Canada will likely miss a 2020 interim carbon emissions reduction target and will need to take strong measures if it further hopes to meet its Paris agreement commitment, said an audit released Tuesday.
Canada had set a target of reducing greenhouse gas emissions linked to global warming by 17 percent by 2020, from 2005 levels, and by 30 percent by 2030.
But Environment Commissioner Julie Gelfand said in a report that emissions are expected to be nearly 20 percent above the target for 2020.
Based on current efforts by the provinces and territories tasked with implementing the cuts, she said, "Canada is not expected to meet its 2020 target."
She added that "meeting Canada's 2030 target will require substantial effort and actions beyond those currently planned or in place."

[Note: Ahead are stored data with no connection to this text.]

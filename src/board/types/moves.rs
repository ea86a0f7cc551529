//! Move types and destination lists.

use std::fmt;

#[cfg(feature = "serde")]
use serde::{Deserialize, Serialize};

use super::coord::Coord;

/// A piece moving from one square to another.
///
/// Carries no capture or promotion flags: it is exactly one entry of a
/// generator's destination set, tagged with its origin.
#[derive(Clone, Copy, PartialEq, Eq, Hash, Debug, PartialOrd, Ord)]
#[cfg_attr(feature = "serde", derive(Serialize, Deserialize))]
pub struct Move {
    pub from: Coord,
    pub to: Coord,
}

impl Move {
    #[inline]
    #[must_use]
    pub const fn new(from: Coord, to: Coord) -> Self {
        Move { from, to }
    }
}

impl fmt::Display for Move {
    fn fmt(&self, f: &mut fmt::Formatter<'_>) -> fmt::Result {
        write!(f, "{}{}", self.from, self.to)
    }
}

/// Most destinations a single piece can have (a centralised queen has 27).
pub(crate) const MAX_DESTINATIONS: usize = 32;
const EMPTY_SLOT: Coord = Coord::new(0, 0);

/// Destination squares of one piece, with a fixed-size backing array.
///
/// Entries are unique. Pushing a square already present, or pushing past
/// capacity, leaves the list unchanged, so collecting an arbitrary
/// iterator keeps its first `MAX_DESTINATIONS` distinct squares.
#[derive(Clone, Copy)]
pub struct MoveList {
    moves: [Coord; MAX_DESTINATIONS],
    len: usize,
}

impl MoveList {
    #[must_use]
    pub(crate) fn new() -> Self {
        MoveList {
            moves: [EMPTY_SLOT; MAX_DESTINATIONS],
            len: 0,
        }
    }

    pub(crate) fn push(&mut self, to: Coord) {
        if self.len == MAX_DESTINATIONS || self.contains(to) {
            return;
        }
        self.moves[self.len] = to;
        self.len += 1;
    }

    #[must_use]
    pub fn len(&self) -> usize {
        self.len
    }

    #[must_use]
    pub fn is_empty(&self) -> bool {
        self.len == 0
    }

    #[must_use]
    pub fn as_slice(&self) -> &[Coord] {
        &self.moves[..self.len]
    }

    pub fn iter(&self) -> std::slice::Iter<'_, Coord> {
        self.as_slice().iter()
    }

    #[must_use]
    pub fn contains(&self, to: Coord) -> bool {
        self.as_slice().contains(&to)
    }

    /// Destinations in ascending `(x, y)` order.
    #[must_use]
    pub fn sorted(&self) -> Vec<Coord> {
        let mut out = self.as_slice().to_vec();
        out.sort_unstable();
        out
    }
}

impl fmt::Debug for MoveList {
    fn fmt(&self, f: &mut fmt::Formatter<'_>) -> fmt::Result {
        f.debug_list().entries(self.iter()).finish()
    }
}

impl PartialEq for MoveList {
    /// Set equality: order of generation does not matter.
    fn eq(&self, other: &Self) -> bool {
        self.len == other.len && self.iter().all(|&to| other.contains(to))
    }
}

impl Eq for MoveList {}

impl<'a> IntoIterator for &'a MoveList {
    type Item = &'a Coord;
    type IntoIter = std::slice::Iter<'a, Coord>;

    fn into_iter(self) -> Self::IntoIter {
        self.as_slice().iter()
    }
}

impl Default for MoveList {
    fn default() -> Self {
        MoveList::new()
    }
}

impl FromIterator<Coord> for MoveList {
    fn from_iter<I: IntoIterator<Item = Coord>>(iter: I) -> Self {
        let mut list = MoveList::new();
        for to in iter {
            list.push(to);
        }
        list
    }
}

/// Owning iterator over the destinations in a `MoveList`
pub struct MoveListIntoIter {
    list: MoveList,
    idx: usize,
}

impl Iterator for MoveListIntoIter {
    type Item = Coord;

    fn next(&mut self) -> Option<Self::Item> {
        if self.idx < self.list.len {
            let to = self.list.moves[self.idx];
            self.idx += 1;
            Some(to)
        } else {
            None
        }
    }

    fn size_hint(&self) -> (usize, Option<usize>) {
        let remaining = self.list.len - self.idx;
        (remaining, Some(remaining))
    }
}

impl ExactSizeIterator for MoveListIntoIter {}

impl IntoIterator for MoveList {
    type Item = Coord;
    type IntoIter = MoveListIntoIter;

    fn into_iter(self) -> Self::IntoIter {
        MoveListIntoIter { list: self, idx: 0 }
    }
}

The audit looked at nine of Canada's 10 provinces as well as its three Arctic territories. Quebec was excluded, but a similar recent audit found comparable results.
Gelfand said most of the governments in question either had an adaptation plan that lacked basic details, such as timelines, or had no plan at all.
Only the Atlantic Maritime provinces of New Brunswick and Nova Scotia appeared to be on track to meeting their objectives.
Environment Minister Catherine McKenna welcomed the report, but said it is "backwards looking" and does not take into account a federal climate plan unveiled last year.
"We're already seeing measurable results, but it takes time," she told reporters.
The minister cited measures including the closing of coal-fired power plants, multi-billion dollar investments in public transit, and the pricing of CO2 emissions at Can$10 (US$7.80) and rising to Can$50 per tonne in 2022.
The Paris pact, adopted in 2015 by almost 200 nations, calls for capping the global warming rise at well below 2 C (3.6 F) to avoid a climate-addled future of extreme drought, deadly heatwaves and superstorms made more destructive by rising seas.
US President Donald Trump announced last year that his country would withdraw from the Paris pact.